O veto foi publicado nesta quinta-feira (2) e atinge diretamente o Autógrafo de Lei nº 73/2026, que autorizava a extensão do benefício aos profissionais temporários. Com isso, a gratificação permanece exclusiva para os servidores efetivos da rede estadual de ensino.
De acordo com o Governo do Estado, a proposta aprovada pelo Legislativo é considerada inconstitucional por gerar aumento de despesa sem a devida previsão legal e sem estimativa de impacto financeiro, o que contraria a Lei de Responsabilidade Fiscal. O Executivo também apontou vício de iniciativa, destacando que medidas que criam despesas públicas são de competência exclusiva do chefe do Poder Executivo.
Atualmente, o Profe atende 6.204 professores efetivos como parte da política de valorização do magistério estadual. Para garantir a continuidade do programa e evitar questionamentos jurídicos, o governador editou a Medida Provisória nº 20/2026, que restabelece o texto original da proposta.
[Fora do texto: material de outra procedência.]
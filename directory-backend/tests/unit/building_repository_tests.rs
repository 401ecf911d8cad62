// tests/unit/building_repository_tests.rs
use directory_backend::api::dto::building_dto::UpdateBuildingDto;
use directory_backend::error::AppError;
use directory_backend::repository::building_repository::BuildingRepository;
use directory_backend::repository::organization_repository::OrganizationRepository;
use directory_backend::service::organization_service::OrganizationService;

use crate::common;
use crate::common::test_data::{create_building_dto, create_organization_dto};

#[tokio::test]
async fn test_duplicate_address_is_already_exists() {
    let db = common::db::TestDatabase::new().await;
    let repo = BuildingRepository::new(db.connection.clone());

    repo.create(create_building_dto("Moscow, Blyukhera st. 32/1", 55.751, 37.62))
        .await
        .unwrap();
    let duplicate = repo
        .create(create_building_dto("  Moscow, Blyukhera st. 32/1 ", 55.0, 37.0))
        .await;

    assert!(matches!(duplicate, Err(AppError::AlreadyExists(_))));
    assert_eq!(repo.find_all(None).await.unwrap().len(), 1);
}

#[tokio::test]
async fn test_blank_address_is_rejected() {
    let db = common::db::TestDatabase::new().await;
    let repo = BuildingRepository::new(db.connection.clone());

    let result = repo.create(create_building_dto("   ", 55.0, 37.0)).await;
    assert!(matches!(result, Err(AppError::ValidationError(_))));
}

#[tokio::test]
async fn test_get_missing_building_is_not_found() {
    let db = common::db::TestDatabase::new().await;
    let repo = BuildingRepository::new(db.connection.clone());

    let result = repo.get_by_id(404).await;
    match result {
        Err(AppError::NotFound(message)) => assert_eq!(message, "Building with id 404 not found"),
        other => panic!("expected not found, got {:?}", other),
    }
    assert!(repo.find_by_id(404).await.unwrap().is_none());
}

#[tokio::test]
async fn test_partial_update_and_address_filter() {
    let db = common::db::TestDatabase::new().await;
    let repo = BuildingRepository::new(db.connection.clone());
    let building = common::test_data::create_center_building(&db.connection).await;
    let other = common::test_data::create_far_building(&db.connection).await;

    let updated = repo
        .update(
            building.id,
            UpdateBuildingDto {
                latitude: Some(55.7),
                ..Default::default()
            },
        )
        .await
        .unwrap();
    assert_eq!(updated.latitude, 55.7);
    assert_eq!(updated.longitude, building.longitude);
    assert_eq!(updated.address, building.address);

    let conflict = repo
        .update(
            building.id,
            UpdateBuildingDto {
                address: Some(other.address.clone()),
                ..Default::default()
            },
        )
        .await;
    assert!(matches!(conflict, Err(AppError::AlreadyExists(_))));

    let found = repo.find_all(Some(other.address.clone())).await.unwrap();
    assert_eq!(found.len(), 1);
    assert_eq!(found[0].id, other.id);

    let missing = repo.update(9999, UpdateBuildingDto::default()).await;
    assert!(matches!(missing, Err(AppError::NotFound(_))));
}

#[tokio::test]
async fn test_delete_cascades_to_organizations() {
    let db = common::db::TestDatabase::new().await;
    let building = common::test_data::create_center_building(&db.connection).await;
    let service = OrganizationService::new(db.connection.clone());
    let organization = service
        .create(create_organization_dto("Horns and Hooves", building.id, vec![]))
        .await
        .unwrap();

    BuildingRepository::new(db.connection.clone())
        .delete(building.id)
        .await
        .unwrap();

    let result = OrganizationRepository::new(db.connection.clone())
        .get_by_id(organization.id)
        .await;
    assert!(matches!(result, Err(AppError::NotFound(_))));
}
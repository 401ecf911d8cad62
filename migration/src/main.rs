// migration/src/main.rs

use migration::Migrator;
use sea_orm_migration::prelude::*;

// sea-orm-migration が提供するCLI (up / down / fresh / status)
#[async_std::main]
async fn main() {
    cli::run_cli(Migrator).await;
}
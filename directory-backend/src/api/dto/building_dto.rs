// src/api/dto/building_dto.rs
use crate::domain::building_model;
use crate::utils::validation::common;
use serde::{Deserialize, Serialize};
use validator::Validate;

#[derive(Deserialize, Serialize, Debug, Clone, Validate)]
pub struct CreateBuildingDto {
    #[validate(
        length(
            min = common::building::ADDRESS_MIN_LENGTH,
            max = common::building::ADDRESS_MAX_LENGTH,
            message = "Address must be between 1 and 500 characters"
        ),
        custom(function = common::validate_not_blank)
    )]
    pub address: String,

    #[validate(range(min = -90.0, max = 90.0, message = "Latitude must be between -90 and 90"))]
    pub latitude: f64,

    #[validate(range(min = -180.0, max = 180.0, message = "Longitude must be between -180 and 180"))]
    pub longitude: f64,
}

#[derive(Deserialize, Serialize, Debug, Clone, Default, Validate)]
pub struct UpdateBuildingDto {
    #[validate(
        length(
            min = common::building::ADDRESS_MIN_LENGTH,
            max = common::building::ADDRESS_MAX_LENGTH,
            message = "Address must be between 1 and 500 characters"
        ),
        custom(function = common::validate_not_blank)
    )]
    pub address: Option<String>,

    #[validate(range(min = -90.0, max = 90.0, message = "Latitude must be between -90 and 90"))]
    pub latitude: Option<f64>,

    #[validate(range(min = -180.0, max = 180.0, message = "Longitude must be between -180 and 180"))]
    pub longitude: Option<f64>,
}

#[derive(Serialize, Deserialize, Debug, Clone, PartialEq)]
pub struct BuildingResponse {
    pub id: i32,
    pub address: String,
    pub latitude: f64,
    pub longitude: f64,
}

impl From<building_model::Model> for BuildingResponse {
    fn from(model: building_model::Model) -> Self {
        Self {
            id: model.id,
            address: model.address,
            latitude: model.latitude,
            longitude: model.longitude,
        }
    }
}
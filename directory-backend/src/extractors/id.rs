// src/extractors/id.rs
use crate::error::AppError;
use axum::{
    extract::{FromRequestParts, Path},
    http::request::Parts,
};

/// パスパラメータの整数ID。数値でなければ 400 の検証エラー
#[derive(Debug, Clone, Copy, PartialEq, Eq)]
pub struct IdPath(pub i32);

impl<S> FromRequestParts<S> for IdPath
where
    S: Send + Sync,
{
    type Rejection = AppError;

    async fn from_request_parts(parts: &mut Parts, state: &S) -> Result<Self, Self::Rejection> {
        let Path(raw) = Path::<String>::from_request_parts(parts, state)
            .await
            .map_err(|_| AppError::ValidationErrors(vec!["id: Invalid path parameter".to_string()]))?;

        parse_id(&raw).map(IdPath)
    }
}

fn parse_id(raw: &str) -> Result<i32, AppError> {
    raw.parse::<i32>().map_err(|_| {
        AppError::ValidationErrors(vec![format!("id: Invalid id format: '{}'", raw)])
    })
}
// src/domain/organization_model.rs
use sea_orm::entity::prelude::*;
use serde::{Deserialize, Serialize};

#[derive(Clone, Debug, PartialEq, Eq, DeriveEntityModel, Serialize, Deserialize)]
#[sea_orm(table_name = "organizations")]
pub struct Model {
    #[sea_orm(primary_key)]
    pub id: i32,
    pub name: String,
    pub building_id: i32,
    // PostgreSQL の text[]
    pub phone_numbers: Vec<String>,
}

#[derive(Copy, Clone, Debug, EnumIter, DeriveRelation)]
pub enum Relation {
    #[sea_orm(
        belongs_to = "super::building_model::Entity",
        from = "Column::BuildingId",
        to = "super::building_model::Column::Id",
        on_delete = "Cascade"
    )]
    Building,
    #[sea_orm(has_many = "super::organization_activity_model::Entity")]
    OrganizationActivity,
}

impl Related<super::building_model::Entity> for Entity {
    fn to() -> RelationDef {
        Relation::Building.def()
    }
}

// 中間テーブル経由の多対多
impl Related<super::activity_model::Entity> for Entity {
    fn to() -> RelationDef {
        super::organization_activity_model::Relation::Activity.def()
    }

    fn via() -> Option<RelationDef> {
        Some(super::organization_activity_model::Relation::Organization.def().rev())
    }
}

impl ActiveModelBehavior for ActiveModel {}
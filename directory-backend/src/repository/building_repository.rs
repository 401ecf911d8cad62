// src/repository/building_repository.rs
use crate::api::dto::building_dto::{CreateBuildingDto, UpdateBuildingDto};
use crate::domain::building_model::{
    self, ActiveModel as BuildingActiveModel, Column as BuildingColumn, Entity as BuildingEntity,
};
use crate::error::{AppError, AppResult};
use crate::repository::crud_repository::CrudRepository;
use sea_orm::{DbConn, Set};
use tracing::info;

pub struct BuildingRepository {
    crud: CrudRepository<BuildingEntity>,
}

impl BuildingRepository {
    pub fn new(db: DbConn) -> Self {
        Self {
            crud: CrudRepository::new(db, "Building"),
        }
    }

    /// 建物を作成。住所が重複していれば `AlreadyExists`
    pub async fn create(&self, payload: CreateBuildingDto) -> AppResult<building_model::Model> {
        let address = normalize_address(&payload.address)?;

        let building = self
            .crud
            .add_one(BuildingActiveModel {
                address: Set(address),
                latitude: Set(payload.latitude),
                longitude: Set(payload.longitude),
                ..Default::default()
            })
            .await?;

        info!(building_id = building.id, "Building created");
        Ok(building)
    }

    pub async fn get_by_id(&self, id: i32) -> AppResult<building_model::Model> {
        self.crud.get_by_id(id).await
    }

    pub async fn find_by_id(&self, id: i32) -> AppResult<Option<building_model::Model>> {
        self.crud.find_by_id(id).await
    }

    /// 住所の完全一致で絞り込み（省略時は全件）
    pub async fn find_all(&self, address: Option<String>) -> AppResult<Vec<building_model::Model>> {
        self.crud
            .find_all(vec![(BuildingColumn::Address, address.map(Into::into))])
            .await
    }

    pub async fn update(
        &self,
        id: i32,
        payload: UpdateBuildingDto,
    ) -> AppResult<building_model::Model> {
        let mut active = BuildingActiveModel::default();
        if let Some(address) = payload.address {
            active.address = Set(normalize_address(&address)?);
        }
        if let Some(latitude) = payload.latitude {
            active.latitude = Set(latitude);
        }
        if let Some(longitude) = payload.longitude {
            active.longitude = Set(longitude);
        }

        self.crud.change_one(id, active).await
    }

    /// 削除すると建物内の組織も CASCADE で消える
    pub async fn delete(&self, id: i32) -> AppResult<()> {
        self.crud.remove_one(id).await?;
        info!(building_id = id, "Building deleted");
        Ok(())
    }
}

fn normalize_address(address: &str) -> AppResult<String> {
    let trimmed = address.trim();
    if trimmed.is_empty() {
        return Err(AppError::ValidationError(
            "Building address must not be empty".to_string(),
        ));
    }
    Ok(trimmed.to_string())
}
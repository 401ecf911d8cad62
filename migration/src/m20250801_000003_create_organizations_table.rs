use sea_orm_migration::prelude::*;

#[derive(DeriveMigrationName)]
pub struct Migration;

#[async_trait::async_trait]
impl MigrationTrait for Migration {
    async fn up(&self, manager: &SchemaManager) -> Result<(), DbErr> {
        manager
            .create_table(
                Table::create()
                    .table(Organizations::Table)
                    .if_not_exists()
                    .col(
                        ColumnDef::new(Organizations::Id)
                            .integer()
                            .not_null()
                            .auto_increment()
                            .primary_key(),
                    )
                    .col(
                        ColumnDef::new(Organizations::Name)
                            .string_len(300)
                            .not_null(),
                    )
                    .col(
                        ColumnDef::new(Organizations::BuildingId)
                            .integer()
                            .not_null(),
                    )
                    .col(
                        ColumnDef::new(Organizations::PhoneNumbers)
                            .array(ColumnType::Text)
                            .not_null()
                            .default(Expr::cust("'{}'")),
                    )
                    .to_owned(),
            )
            .await?;

        // 建物を削除すると所属組織も削除される
        manager
            .create_foreign_key(
                ForeignKey::create()
                    .name("fk_organizations_building_id")
                    .from(Organizations::Table, Organizations::BuildingId)
                    .to(Buildings::Table, Buildings::Id)
                    .on_delete(ForeignKeyAction::Cascade)
                    .to_owned(),
            )
            .await?;

        manager
            .create_index(
                Index::create()
                    .if_not_exists()
                    .name("idx_organizations_building_id")
                    .table(Organizations::Table)
                    .col(Organizations::BuildingId)
                    .to_owned(),
            )
            .await?;

        manager
            .create_index(
                Index::create()
                    .if_not_exists()
                    .name("idx_organizations_name")
                    .table(Organizations::Table)
                    .col(Organizations::Name)
                    .to_owned(),
            )
            .await?;

        Ok(())
    }

    async fn down(&self, manager: &SchemaManager) -> Result<(), DbErr> {
        manager
            .drop_table(Table::drop().table(Organizations::Table).to_owned())
            .await
    }
}

#[derive(DeriveIden)]
enum Organizations {
    Table,
    Id,
    Name,
    BuildingId,
    PhoneNumbers,
}

#[derive(DeriveIden)]
enum Buildings {
    Table,
    Id,
}
// src/error.rs

use axum::{
    http::StatusCode,
    response::{IntoResponse, Response},
    Json,
};
use sea_orm::DbErr;
use serde::Serialize;
use serde_json::json;
use std::collections::HashMap;
use thiserror::Error;
use validator::ValidationErrors;

#[derive(Error, Debug)]
pub enum AppError {
    #[error("Database error: {0}")]
    DbErr(#[from] DbErr),

    #[error("Item not found: {0}")]
    NotFound(String),

    #[error("Validation error: {0}")]
    ValidationError(String),

    #[error("Multiple validation errors")]
    ValidationErrors(Vec<String>),

    #[error("Validation failed")]
    ValidationFailure(#[from] ValidationErrors),

    #[error("Already exists: {0}")]
    AlreadyExists(String),

    #[error("Unauthorized: {0}")]
    Unauthorized(String),

    #[error("Forbidden: {0}")]
    Forbidden(String),

    #[error("Internal server error: {0}")]
    InternalServerError(String),
}

impl AppError {
    pub fn status_code(&self) -> StatusCode {
        match self {
            AppError::DbErr(DbErr::RecordNotFound(_)) => StatusCode::NOT_FOUND,
            AppError::DbErr(_) => StatusCode::INTERNAL_SERVER_ERROR,
            AppError::NotFound(_) => StatusCode::NOT_FOUND,
            AppError::ValidationError(_) | AppError::ValidationErrors(_) => {
                StatusCode::BAD_REQUEST
            }
            AppError::ValidationFailure(_) => StatusCode::UNPROCESSABLE_ENTITY,
            AppError::AlreadyExists(_) => StatusCode::CONFLICT,
            AppError::Unauthorized(_) => StatusCode::UNAUTHORIZED,
            AppError::Forbidden(_) => StatusCode::FORBIDDEN,
            AppError::InternalServerError(_) => StatusCode::INTERNAL_SERVER_ERROR,
        }
    }
}

// axum でエラーをHTTPレスポンスに変換するための実装
impl IntoResponse for AppError {
    fn into_response(self) -> Response {
        let status = self.status_code();

        let error_response = match self {
            AppError::DbErr(db_err) => {
                // サーバーログには詳細を出す
                tracing::error!(error = ?db_err, "Database error");

                let (message, details) = match &db_err {
                    DbErr::RecordNotFound(entity) => (
                        "The requested resource was not found".to_string(),
                        Some(json!({ "entity": entity })),
                    ),
                    DbErr::Exec(_) => (
                        "A database operation failed".to_string(),
                        Some(json!({ "operation": "exec" })),
                    ),
                    DbErr::Query(_) => (
                        "A database query failed".to_string(),
                        Some(json!({ "operation": "query" })),
                    ),
                    _ => ("A database error occurred".to_string(), None),
                };

                ErrorResponse {
                    details,
                    ..ErrorResponse::simple(message, "database_error")
                }
            }
            AppError::NotFound(message) => ErrorResponse::simple(message, "not_found"),
            AppError::ValidationError(message) => {
                ErrorResponse::simple(message, "validation_error")
            }
            AppError::ValidationErrors(errors) => {
                let mut field_errors = HashMap::new();
                for error in &errors {
                    if let Some((field, message)) = error.split_once(": ") {
                        field_errors
                            .entry(field.to_string())
                            .or_insert_with(Vec::new)
                            .push(message.to_string());
                    }
                }
                let errors_array: Vec<serde_json::Value> =
                    errors.iter().map(|e| json!({"message": e})).collect();
                ErrorResponse {
                    validation_errors: Some(field_errors),
                    errors: Some(errors_array),
                    ..ErrorResponse::simple("Validation failed".to_string(), "validation_errors")
                }
            }
            AppError::ValidationFailure(errors) => {
                let field_errors: HashMap<String, Vec<String>> = errors
                    .field_errors()
                    .into_iter()
                    .map(|(field, errors)| {
                        let messages = errors
                            .iter()
                            .map(|e| {
                                e.message
                                    .as_ref()
                                    .map_or_else(|| "Invalid value".to_string(), |m| m.to_string())
                            })
                            .collect();
                        (field.to_string(), messages)
                    })
                    .collect();
                let errors_array: Vec<serde_json::Value> = field_errors
                    .iter()
                    .flat_map(|(field, messages)| {
                        messages
                            .iter()
                            .map(move |msg| json!({"message": format!("{}: {}", field, msg)}))
                    })
                    .collect();
                ErrorResponse {
                    validation_errors: Some(field_errors),
                    errors: Some(errors_array),
                    ..ErrorResponse::simple("Validation failed".to_string(), "validation_errors")
                }
            }
            AppError::AlreadyExists(message) => ErrorResponse::simple(message, "already_exists"),
            AppError::Unauthorized(message) => ErrorResponse::simple(message, "unauthorized"),
            AppError::Forbidden(message) => ErrorResponse::simple(message, "forbidden"),
            AppError::InternalServerError(message) => {
                tracing::error!(message = %message, "Internal server error");
                ErrorResponse::simple(
                    "An internal server error occurred".to_string(),
                    "internal_server_error",
                )
            }
        };

        (status, Json(error_response)).into_response()
    }
}

// Result 型のエイリアス
pub type AppResult<T> = Result<T, AppError>;

/// 統一的なエラーレスポンス構造
#[derive(Debug, Clone, Serialize)]
pub struct ErrorResponse {
    pub success: bool,
    pub error: String,
    pub message: String,
    #[serde(skip_serializing_if = "Option::is_none")]
    pub details: Option<serde_json::Value>,
    #[serde(skip_serializing_if = "Option::is_none")]
    pub validation_errors: Option<HashMap<String, Vec<String>>>,
    #[serde(skip_serializing_if = "Option::is_none")]
    pub errors: Option<Vec<serde_json::Value>>,
    pub error_type: String,
}

impl ErrorResponse {
    fn simple(message: String, error_type: &str) -> Self {
        Self {
            success: false,
            error: message.clone(),
            message,
            details: None,
            validation_errors: None,
            errors: None,
            error_type: error_type.to_string(),
        }
    }
}
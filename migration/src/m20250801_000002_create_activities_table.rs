use sea_orm_migration::prelude::*;

#[derive(DeriveMigrationName)]
pub struct Migration;

#[async_trait::async_trait]
impl MigrationTrait for Migration {
    async fn up(&self, manager: &SchemaManager) -> Result<(), DbErr> {
        manager
            .create_table(
                Table::create()
                    .table(Activities::Table)
                    .if_not_exists()
                    .col(
                        ColumnDef::new(Activities::Id)
                            .integer()
                            .not_null()
                            .auto_increment()
                            .primary_key(),
                    )
                    .col(ColumnDef::new(Activities::Name).string_len(200).not_null())
                    .col(
                        ColumnDef::new(Activities::Level)
                            .integer()
                            .not_null()
                            .default(1)
                            .check(Expr::col(Activities::Level).between(1, 3)),
                    )
                    .col(ColumnDef::new(Activities::ParentId).integer().null())
                    // 親を削除すると子孫も削除される
                    .foreign_key(
                        ForeignKey::create()
                            .name("fk_activities_parent_id")
                            .from(Activities::Table, Activities::ParentId)
                            .to(Activities::Table, Activities::Id)
                            .on_delete(ForeignKeyAction::Cascade),
                    )
                    .to_owned(),
            )
            .await?;

        manager
            .create_index(
                Index::create()
                    .if_not_exists()
                    .name("idx_activities_parent_id")
                    .table(Activities::Table)
                    .col(Activities::ParentId)
                    .to_owned(),
            )
            .await?;

        Ok(())
    }

    async fn down(&self, manager: &SchemaManager) -> Result<(), DbErr> {
        manager
            .drop_table(Table::drop().table(Activities::Table).to_owned())
            .await
    }
}

#[derive(DeriveIden)]
enum Activities {
    Table,
    Id,
    Name,
    Level,
    ParentId,
}
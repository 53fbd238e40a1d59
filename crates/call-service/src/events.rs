//! Notification and interaction bus
//!
//! The UI and the registration collaborator talk to the session engine through two typed
//! channels:
//!
//! - **Interaction** (inbound): [`InteractionCommand`]s addressed to the current call
//! - **Notification** (outbound): [`Notification`]s broadcast to every subscriber
//!
//! Every subscriber owns an unbounded queue, so no notification is dropped for a slow
//! subscriber and each one observes the emission order.
//!
//! ```rust
//! use dialtone_call_service::events::{Notification, NotificationBus, StatusNotification};
//!
//! # #[tokio::main(flavor = "current_thread")]
//! # async fn main() {
//! let bus = NotificationBus::new();
//! let mut ui = bus.subscribe();
//!
//! bus.publish(StatusNotification::CallConnected);
//!
//! assert_eq!(
//!     ui.recv().await,
//!     Some(Notification::Status(StatusNotification::CallConnected))
//! );
//! # }
//! ```

use std::fmt;
use std::sync::Arc;

use parking_lot::Mutex;
use serde::{Deserialize, Serialize};
use tokio::sync::mpsc;
use tokio_stream::wrappers::UnboundedReceiverStream;

use crate::call::CallDirection;

/// Status notifications, a fixed vocabulary shared with the UI
#[derive(Debug, Clone, Copy, PartialEq, Eq, Hash, Serialize, Deserialize)]
#[serde(rename_all = "SCREAMING_SNAKE_CASE")]
pub enum StatusNotification {
    SipServiceHasNoAccount,
    SipServiceCanNotLoadEngine,
    SipServiceCanNotStartEngine,
    SipServiceAccountRegistrationFailed,
    CallConnected,
    CallDisconnected,
    CallInvalidState,
    CallMediaAvailable,
    CallMediaFailed,
    CallPutOnHoldFailed,
    CallUpdateMicrophoneVolumeFailed,
    ServiceStopped,
}

impl StatusNotification {
    /// Wire name of the notification
    pub fn as_str(&self) -> &'static str {
        match self {
            Self::SipServiceHasNoAccount => "SIP_SERVICE_HAS_NO_ACCOUNT",
            Self::SipServiceCanNotLoadEngine => "SIP_SERVICE_CAN_NOT_LOAD_ENGINE",
            Self::SipServiceCanNotStartEngine => "SIP_SERVICE_CAN_NOT_START_ENGINE",
            Self::SipServiceAccountRegistrationFailed => "SIP_SERVICE_ACCOUNT_REGISTRATION_FAILED",
            Self::CallConnected => "CALL_CONNECTED",
            Self::CallDisconnected => "CALL_DISCONNECTED",
            Self::CallInvalidState => "CALL_INVALID_STATE",
            Self::CallMediaAvailable => "CALL_MEDIA_AVAILABLE",
            Self::CallMediaFailed => "CALL_MEDIA_FAILED",
            Self::CallPutOnHoldFailed => "CALL_PUT_ON_HOLD_FAILED",
            Self::CallUpdateMicrophoneVolumeFailed => "CALL_UPDATE_MICROPHONE_VOLUME_FAILED",
            Self::ServiceStopped => "SERVICE_STOPPED",
        }
    }
}

impl fmt::Display for StatusNotification {
    fn fmt(&self, f: &mut fmt::Formatter<'_>) -> fmt::Result {
        f.write_str(self.as_str())
    }
}

/// What the UI needs to show a call screen
#[derive(Debug, Clone, PartialEq, Eq, Serialize, Deserialize)]
pub struct CallPresentation {
    pub direction: CallDirection,
    /// URI of the peer (`sip:<number>@<domain>`)
    pub peer_uri: String,
    pub peer_number: String,
    pub peer_display_name: Option<String>,
}

/// Everything published on the notification bus
#[derive(Debug, Clone, PartialEq, Eq, Serialize, Deserialize)]
#[serde(tag = "type", content = "payload", rename_all = "snake_case")]
pub enum Notification {
    /// A session or account transition
    Status(StatusNotification),
    /// A call should be made visible to the user
    CallVisible(CallPresentation),
}

impl Notification {
    /// The status carried by this notification, if any
    pub fn status(&self) -> Option<StatusNotification> {
        match self {
            Self::Status(status) => Some(*status),
            Self::CallVisible(_) => None,
        }
    }
}

impl From<StatusNotification> for Notification {
    fn from(status: StatusNotification) -> Self {
        Self::Status(status)
    }
}

/// Commands the UI issues against the current call
#[derive(Debug, Clone, PartialEq, Eq, Serialize, Deserialize)]
#[serde(tag = "command", rename_all = "SCREAMING_SNAKE_CASE")]
pub enum InteractionCommand {
    HoldToggle,
    Hangup,
    Answer,
    Decline,
    Transfer,
    DialDtmf { digit: String },
    SetMicVolume { level: i32 },
}

impl InteractionCommand {
    /// Short name used in logs
    pub fn name(&self) -> &'static str {
        match self {
            Self::HoldToggle => "hold_toggle",
            Self::Hangup => "hangup",
            Self::Answer => "answer",
            Self::Decline => "decline",
            Self::Transfer => "transfer",
            Self::DialDtmf { .. } => "dial_dtmf",
            Self::SetMicVolume { .. } => "set_mic_volume",
        }
    }
}

/// Whether `digits` only contains DTMF keypad symbols
pub fn is_valid_dtmf(digits: &str) -> bool {
    !digits.is_empty()
        && digits
            .chars()
            .all(|c| c.is_ascii_digit() || matches!(c, '*' | '#' | 'A'..='D'))
}

/// Broadcast bus for [`Notification`]s with an explicit subscriber list
#[derive(Clone, Default)]
pub struct NotificationBus {
    subscribers: Arc<Mutex<Vec<mpsc::UnboundedSender<Notification>>>>,
}

impl fmt::Debug for NotificationBus {
    fn fmt(&self, f: &mut fmt::Formatter<'_>) -> fmt::Result {
        f.debug_struct("NotificationBus")
            .field("subscribers", &self.subscriber_count())
            .finish()
    }
}

impl NotificationBus {
    pub fn new() -> Self {
        Self::default()
    }

    /// Register a new subscriber
    ///
    /// The subscriber receives every notification published after this call.
    pub fn subscribe(&self) -> Subscription {
        let (tx, rx) = mpsc::unbounded_channel();
        self.subscribers.lock().push(tx);
        Subscription { rx }
    }

    /// Deliver a notification to every live subscriber
    pub fn publish(&self, notification: impl Into<Notification>) {
        let notification = notification.into();
        tracing::debug!("Publishing notification {:?}", notification);
        let mut subscribers = self.subscribers.lock();
        subscribers.retain(|tx| tx.send(notification.clone()).is_ok());
    }

    /// Number of live subscribers
    pub fn subscriber_count(&self) -> usize {
        let mut subscribers = self.subscribers.lock();
        subscribers.retain(|tx| !tx.is_closed());
        subscribers.len()
    }
}

/// Receiving end of a bus subscription
#[derive(Debug)]
pub struct Subscription {
    rx: mpsc::UnboundedReceiver<Notification>,
}

impl Subscription {
    /// Wait for the next notification
    ///
    /// Returns `None` once the bus is gone and the queue is drained.
    pub async fn recv(&mut self) -> Option<Notification> {
        self.rx.recv().await
    }

    /// Take a notification without waiting
    pub fn try_recv(&mut self) -> Option<Notification> {
        self.rx.try_recv().ok()
    }

    /// Wait for the next status notification, skipping call presentations
    pub async fn next_status(&mut self) -> Option<StatusNotification> {
        while let Some(notification) = self.rx.recv().await {
            if let Some(status) = notification.status() {
                return Some(status);
            }
        }
        None
    }

    /// Turn the subscription into a `Stream`
    pub fn into_stream(self) -> UnboundedReceiverStream<Notification> {
        UnboundedReceiverStream::new(self.rx)
    }
}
Segundo Wanderlei Barbosa, a decisão busca assegurar segurança jurídica e evitar prejuízos aos próprios servidores. “Identificamos alterações que se tornaram inconstitucionais e não possuem segurança jurídica. Nossa preocupação é não prejudicar os servidores. Uma matéria sem respaldo legal pode ser questionada e até anulada”, afirmou.
Com o veto, o governo pretende evitar a judicialização do Profe e garantir o pagamento regular da gratificação aos profissionais já contemplados, sem risco de suspensão futura.
Considerado uma das principais políticas públicas da educação no Tocantins, o Profe integra a estratégia de valorização docente e tem impacto direto na qualidade do ensino. A Medida Provisória já está em vigor, com efeitos financeiros retroativos a 1º de janeiro de 2026.